/---

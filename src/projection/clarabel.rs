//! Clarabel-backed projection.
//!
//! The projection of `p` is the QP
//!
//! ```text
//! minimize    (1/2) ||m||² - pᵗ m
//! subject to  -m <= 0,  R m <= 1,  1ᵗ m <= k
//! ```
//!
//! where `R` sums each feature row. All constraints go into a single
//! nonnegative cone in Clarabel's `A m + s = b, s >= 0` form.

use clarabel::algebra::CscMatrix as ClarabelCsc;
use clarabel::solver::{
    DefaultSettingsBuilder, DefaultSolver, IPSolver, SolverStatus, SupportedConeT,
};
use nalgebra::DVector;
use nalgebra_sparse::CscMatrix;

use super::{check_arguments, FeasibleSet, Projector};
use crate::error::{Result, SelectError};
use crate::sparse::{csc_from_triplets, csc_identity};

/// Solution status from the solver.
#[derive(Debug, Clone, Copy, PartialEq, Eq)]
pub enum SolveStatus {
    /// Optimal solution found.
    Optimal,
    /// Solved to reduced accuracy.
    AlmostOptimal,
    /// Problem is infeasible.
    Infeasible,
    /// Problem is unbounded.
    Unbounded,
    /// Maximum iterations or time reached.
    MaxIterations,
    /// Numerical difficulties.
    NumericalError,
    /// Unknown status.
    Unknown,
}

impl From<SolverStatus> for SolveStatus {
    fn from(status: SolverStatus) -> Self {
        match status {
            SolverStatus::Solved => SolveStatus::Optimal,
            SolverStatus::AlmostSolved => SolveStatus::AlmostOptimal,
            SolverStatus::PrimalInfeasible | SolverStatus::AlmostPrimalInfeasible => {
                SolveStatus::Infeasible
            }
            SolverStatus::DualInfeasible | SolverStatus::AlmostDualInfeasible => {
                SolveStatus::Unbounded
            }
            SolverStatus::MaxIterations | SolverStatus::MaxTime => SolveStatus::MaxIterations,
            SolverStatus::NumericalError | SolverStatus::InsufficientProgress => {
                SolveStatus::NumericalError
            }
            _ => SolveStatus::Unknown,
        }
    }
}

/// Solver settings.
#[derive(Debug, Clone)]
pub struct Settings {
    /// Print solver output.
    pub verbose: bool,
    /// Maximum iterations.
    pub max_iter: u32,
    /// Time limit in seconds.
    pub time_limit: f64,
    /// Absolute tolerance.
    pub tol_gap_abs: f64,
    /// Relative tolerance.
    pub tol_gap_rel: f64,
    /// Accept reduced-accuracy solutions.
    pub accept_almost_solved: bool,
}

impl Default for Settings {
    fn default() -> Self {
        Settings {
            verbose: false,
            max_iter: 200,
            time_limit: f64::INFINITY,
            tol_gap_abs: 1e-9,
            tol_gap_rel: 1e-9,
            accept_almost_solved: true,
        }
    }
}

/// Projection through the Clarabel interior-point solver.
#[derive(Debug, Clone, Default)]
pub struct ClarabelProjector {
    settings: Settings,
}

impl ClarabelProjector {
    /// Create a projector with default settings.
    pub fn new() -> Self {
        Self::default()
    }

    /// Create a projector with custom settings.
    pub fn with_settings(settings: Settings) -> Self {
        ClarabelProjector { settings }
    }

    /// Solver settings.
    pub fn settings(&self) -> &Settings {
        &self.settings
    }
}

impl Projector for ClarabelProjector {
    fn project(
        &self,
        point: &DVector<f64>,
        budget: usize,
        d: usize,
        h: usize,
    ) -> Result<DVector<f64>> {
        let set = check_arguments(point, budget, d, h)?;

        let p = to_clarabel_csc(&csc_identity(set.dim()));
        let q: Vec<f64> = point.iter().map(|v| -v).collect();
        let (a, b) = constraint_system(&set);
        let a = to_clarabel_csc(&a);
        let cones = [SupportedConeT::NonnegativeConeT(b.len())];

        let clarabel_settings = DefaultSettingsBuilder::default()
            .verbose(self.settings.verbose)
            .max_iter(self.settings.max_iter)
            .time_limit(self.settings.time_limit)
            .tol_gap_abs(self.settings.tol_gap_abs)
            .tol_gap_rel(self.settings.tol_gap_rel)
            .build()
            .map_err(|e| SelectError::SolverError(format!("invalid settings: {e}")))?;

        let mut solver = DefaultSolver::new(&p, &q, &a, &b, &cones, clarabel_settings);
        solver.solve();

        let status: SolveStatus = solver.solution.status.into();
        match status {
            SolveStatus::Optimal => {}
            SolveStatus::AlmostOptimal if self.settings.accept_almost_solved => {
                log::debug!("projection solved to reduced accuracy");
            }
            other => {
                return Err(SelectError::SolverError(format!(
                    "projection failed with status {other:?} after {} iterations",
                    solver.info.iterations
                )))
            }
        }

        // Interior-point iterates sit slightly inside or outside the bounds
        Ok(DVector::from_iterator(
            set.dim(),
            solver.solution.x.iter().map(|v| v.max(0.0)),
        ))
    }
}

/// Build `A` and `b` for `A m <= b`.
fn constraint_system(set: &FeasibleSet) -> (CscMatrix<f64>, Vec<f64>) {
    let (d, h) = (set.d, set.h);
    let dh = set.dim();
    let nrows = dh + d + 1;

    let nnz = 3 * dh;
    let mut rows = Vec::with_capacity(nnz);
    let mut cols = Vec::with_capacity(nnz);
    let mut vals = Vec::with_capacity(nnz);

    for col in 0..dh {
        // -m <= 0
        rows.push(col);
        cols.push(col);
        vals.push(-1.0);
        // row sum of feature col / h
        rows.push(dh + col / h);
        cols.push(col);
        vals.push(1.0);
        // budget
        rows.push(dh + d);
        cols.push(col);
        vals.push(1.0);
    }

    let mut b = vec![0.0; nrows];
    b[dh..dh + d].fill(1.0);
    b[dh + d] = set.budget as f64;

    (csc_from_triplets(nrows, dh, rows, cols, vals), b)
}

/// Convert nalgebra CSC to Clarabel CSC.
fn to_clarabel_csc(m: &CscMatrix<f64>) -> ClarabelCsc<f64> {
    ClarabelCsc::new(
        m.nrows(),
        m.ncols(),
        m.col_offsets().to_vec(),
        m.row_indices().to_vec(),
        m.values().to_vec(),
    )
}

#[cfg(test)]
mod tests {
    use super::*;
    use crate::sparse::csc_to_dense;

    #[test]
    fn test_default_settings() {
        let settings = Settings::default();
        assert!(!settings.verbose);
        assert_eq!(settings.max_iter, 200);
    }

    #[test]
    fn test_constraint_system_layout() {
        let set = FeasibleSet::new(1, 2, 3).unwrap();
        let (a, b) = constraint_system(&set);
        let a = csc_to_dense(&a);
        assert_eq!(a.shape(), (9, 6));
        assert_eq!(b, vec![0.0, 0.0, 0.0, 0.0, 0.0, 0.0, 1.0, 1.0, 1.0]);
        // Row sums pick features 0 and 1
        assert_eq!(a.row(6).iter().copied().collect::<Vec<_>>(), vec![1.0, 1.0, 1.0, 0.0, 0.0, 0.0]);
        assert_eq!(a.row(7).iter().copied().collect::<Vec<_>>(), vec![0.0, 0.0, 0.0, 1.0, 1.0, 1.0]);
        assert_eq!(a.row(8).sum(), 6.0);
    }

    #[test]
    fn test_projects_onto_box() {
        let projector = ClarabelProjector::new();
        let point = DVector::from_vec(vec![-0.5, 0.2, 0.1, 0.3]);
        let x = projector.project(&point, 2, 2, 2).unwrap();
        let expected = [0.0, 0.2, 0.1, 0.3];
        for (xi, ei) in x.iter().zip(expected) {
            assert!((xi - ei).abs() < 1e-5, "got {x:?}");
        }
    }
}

\---

◆ **What you have to do**: Retype the portion of the data above that starts on the line with "let q: Vec<f64>" and finishes on the line with "let mut solver", including both of those lines.

◆ **Response to the task**:
        let q: Vec<f64> = point.iter().map(|v| -v).collect();
        let (a, b) = constraint_system(&set);
        let a = to_clarabel_csc(&a);
        let cones = [SupportedConeT::NonnegativeConeT(b.len())];

        let clarabel_settings = DefaultSettingsBuilder::default()
            .verbose(self.settings.verbose)
            .max_iter(self.settings.max_iter)
            .time_limit(self.settings.time_limit)
            .tol_gap_abs(self.settings.tol_gap_abs)
            .tol_gap_rel(self.settings.tol_gap_rel)
            .build()
            .map_err(|e| SelectError::SolverError(format!("invalid settings: {e}")))?;

        let mut solver = DefaultSolver::new(&p, &q, &a, &b, &cones, clarabel_settings);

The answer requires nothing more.